Im Jahr 1947 übergab August Mordhorst den Betrieb, der mittlerweile auch eine Bäckerei mit einschloß, an seinen Sohn Ludwig. Mit der Kraft ihrer Flügel trieb Anna gleich mehrere Mahlgänge an.In den fünfziger Jahren gab es nochmals eine Zeit des Aufschwungs, in der die Mühle zur Saatreinigung und zur Herstellung von Schrot zur Schweinemast genutzt wurde. Der wirtschaftlich erfolgreiche Betrieb der Mühle fiel in den folgenden Jahrzehnten zusehends schwerer, so dass in den siebziger Jahren nach einem Käufer gesucht wurde.

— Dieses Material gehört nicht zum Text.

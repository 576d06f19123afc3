//! Catalog Sources
//!
//! Fetches the raw bytes behind a locator. Remote documents go through
//! reqwest; anything without an http(s) scheme is read from disk.

use async_trait::async_trait;
use reqwest::Client;
use tracing::debug;

use crate::error::{CanvasError, CanvasResult};

#[async_trait]
pub trait CatalogSource: Send + Sync {
    async fn fetch(&self, locator: &str) -> CanvasResult<Vec<u8>>;
}

pub struct HttpSource {
    client: Client,
}

impl HttpSource {
    pub fn new() -> Self {
        Self {
            client: Client::builder()
                .user_agent(concat!("controls-canvas/", env!("CARGO_PKG_VERSION")))
                .build()
                .unwrap_or_default(),
        }
    }

    fn is_remote(locator: &str) -> bool {
        locator.starts_with("http://") || locator.starts_with("https://")
    }

    async fn fetch_remote(&self, locator: &str) -> CanvasResult<Vec<u8>> {
        let fetch_err = |reason: String| CanvasError::Fetch {
            locator: locator.to_string(),
            reason,
        };

        let response = self
            .client
            .get(locator)
            .send()
            .await
            .map_err(|e| fetch_err(e.to_string()))?;

        let status = response.status();
        if !status.is_success() {
            return Err(fetch_err(format!("HTTP {}", status)));
        }

        let body = response.bytes().await.map_err(|e| fetch_err(e.to_string()))?;
        Ok(body.to_vec())
    }
}

impl Default for HttpSource {
    fn default() -> Self {
        Self::new()
    }
}

#[async_trait]
impl CatalogSource for HttpSource {
    async fn fetch(&self, locator: &str) -> CanvasResult<Vec<u8>> {
        debug!("Fetching catalog document {}", locator);
        if Self::is_remote(locator) {
            self.fetch_remote(locator).await
        } else {
            tokio::fs::read(locator).await.map_err(|source| CanvasError::Read {
                path: locator.into(),
                source,
            })
        }
    }
}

Außerdienststellung, Renovierung und Verfall
Im Jahr 1978 war es soweit: „Anna“ wechselte den Besitzer, wurde umgebaut und renoviert. Sie bekam neue Flügel, die Kappe wurde erstmals abgenommen und instandgesetzt. Die Mühle bekam eine neue Galerie und neue Fenster und Türen, es wurden Wohnungen eingerichtet. Die Aufgabe erwies sich aber leider als zu groß und so wechselte „Anna“ erneut den Besitzer. Nachdem das Windrad bereits zerbrochen war, brachen jetzt die Flügel nacheinander ab und die Mühle verfiel zusehends. 1991 gingen Wohnhaus und Windmühle in die Zwangsversteigerung, die Wege trennten sich: Das Wohnhaus ging erneut in Privathände (und wurde fortan bestens gepflegt!), Mühle und Sägerei wurden Eigentum der Gemeinde Rieseby.
-
Restaurierung und Umbau zum Museum
Ausgehend von der Idee Wilhelm Bronnmanns, dem Gründer des damaligen „Arbeitskreises Riesebyer Heimatgeschichte“, ein Heimatmuseum einzurichten, wurde die Mühle grundlegend restauriert. Erneut wurde die Kappe abgenommen und mit einem neuen Kupferdach versehen. Aus Holland wurden neue Stahlruten für die Flügel geliefert und diese zusammen mit der erneuerten Kappe montiert. Eine betriebsfertige Herrichtung schied leider aus Kostengründen aus, die Flügel blicken nun dauerhaft nach Osten und die Windrose hat keine Funktion. An windigen Tagen mit Ostwind kann „Anna“ aber immer noch die (nicht bespannten) Flügel drehen und ist weithin sichtbar.
Heute
Nicht nur die Mühle dient heute als Museum, auch die Alte Sägerei wurde museal eingerichtet. Zusätzlich entstanden ein Göpelschuppen, eine Wagenremise, ein Brotbackofen, ein Bienenhaus und eine Obstwiese. Im ehemaligen Müllerhaus hat sich das Künstlerehepaar Heidi und Holli Schröder ein kleines und feines Atelier eingerichtet.